Tucked into the cultural divides separating a diverse European Union (EU) from a starkly different diversity in the U.S. are little scenes like this.
While walking between aisles of CNC machines in CZ’s manufacturing facility in Uherský Brod, Czech Republic, last October, I casually asked the Czech employee guiding us along the manufacturing line of its new and excellent CZ 600 series of bolt-action rifles whether Czech citizens can own and carry handguns.
“Not more than two at a time,” he said with a shrug.
“I don’t understand,” I said, stopping him next to a humming CNC machine.
“The answer is yes, but the law says I can’t carry more than two handguns at the same time,” he said with a proud look in his eyes.
Europe can be a strange place to an American gun owner, but this almost felt normal.
From a macro perspective, the EU, which many people think of as Europe, has a population of 447 million people, whereas the U.S. has a population of about 328 million people. The EU encompasses an area of 1,634,472 square miles, which is about half the size of the United States’ 3,794,080 square miles. The EU is made up of 27 countries and the U.S., of course, has 50 states. In the EU, layers of bureaucracy radiate from Brussels. Here in the U.S., some politicians in Washington, D.C., would like the same power over you that Brussels’ bureaucrats have. The EU’s residents have the “Charter of Fundamental Rights of the European Union,” but this long document is no U.S. Bill of Rights. The EU’s list is basically a list of positive rights that empowers the bureaucracy to bequeath things to the people. In the U.S., we have “negative liberties” that restrict government from infringing on our liberty—one of which is the Second Amendment.

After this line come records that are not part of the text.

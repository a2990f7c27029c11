//! Message formatting with `{}` placeholders

use std::fmt::{Display, Write};

/// Replaces placeholders in a message with arguments
pub trait MessageFormatter: Send + Sync {
    fn format(&self, message: &str, args: &[&dyn Display]) -> String;
}

/// Formatter for `{}` placeholders
///
/// Each `{...}` group consumes the next argument. Text inside the braces is
/// accepted but the argument is always rendered via `Display`. Surplus
/// placeholders are kept as they are. Text wrapped in single quotes is output
/// literally, and `''` produces a single quote.
#[derive(Debug, Clone, Copy, Default)]
pub struct BraceMessageFormatter;

impl BraceMessageFormatter {
    pub fn new() -> Self {
        Self
    }

    fn find_closing_quote(chars: &[char], start: usize) -> Option<usize> {
        chars[start.min(chars.len())..]
            .iter()
            .position(|c| *c == '\'')
            .map(|offset| start + offset)
    }

    fn find_closing_bracket(chars: &[char], start: usize) -> Option<usize> {
        let mut open = 1;
        let mut index = start;

        while index < chars.len() {
            match chars[index] {
                '\'' => {
                    if let Some(closing) = Self::find_closing_quote(chars, index + 1) {
                        index = closing;
                    }
                }
                '{' => open += 1,
                '}' => {
                    open -= 1;
                    if open == 0 {
                        return Some(index);
                    }
                }
                _ => {}
            }
            index += 1;
        }

        None
    }
}

impl MessageFormatter for BraceMessageFormatter {
    fn format(&self, message: &str, args: &[&dyn Display]) -> String {
        let chars: Vec<char> = message.chars().collect();
        let mut output = String::with_capacity(message.len() + 32);
        let mut next_arg = 0;
        let mut index = 0;

        while index < chars.len() {
            let c = chars[index];

            if c == '\'' {
                match Self::find_closing_quote(&chars, index + 1) {
                    Some(closing) if closing == index + 1 => {
                        output.push('\'');
                        index += 2;
                        continue;
                    }
                    Some(closing) => {
                        output.extend(&chars[index + 1..closing]);
                        index = closing + 1;
                        continue;
                    }
                    None => {}
                }
            } else if c == '{' && next_arg < args.len() {
                if let Some(closing) = Self::find_closing_bracket(&chars, index + 1) {
                    let _ = write!(output, "{}", args[next_arg]);
                    next_arg += 1;
                    index = closing + 1;
                    continue;
                }
            }

            output.push(c);
            index += 1;
        }

        output
    }
}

But with all that simply said—and there is a lot more to it—the EU isn’t all French-style restrictions on gun ownership and carry. There is some diversity, particularly in Eastern Europe. So then, an open question is, as Europeans see Ukrainian citizens picking up rifles to defend their lives and liberty from Russian troops, will more Europeans come to the conclusion this is a right every law-abiding person needs to become and to remain free?
Cultures, particularly today, are rarely static things. They do change. A good part of the reason America still has a robust Second Amendment today—and is even experiencing a renaissance of sorts with the use of this right—is because of this association and the many laws that were beaten and changed, as well as court cases won, in particular since the founding of the NRA Institute for Legislative Action in 1975.
This is a big question we’re touching on in this issue with a feature from a war correspondent reporting from Kyiv, Ukraine. We’ll continue this important exploration with European voices in coming issues.
For now, it’s worth noting that freedom resonates most vividly when someone is trying to take it away. Many American gun and ammunition companies have donated to the Ukrainian fight for freedom, as have many Americans and others around the world. All of this bodes well for our freedom. But this realization must also stoke discussions about laws that too often prevent or discourage good, law-abiding citizens from exercising this right.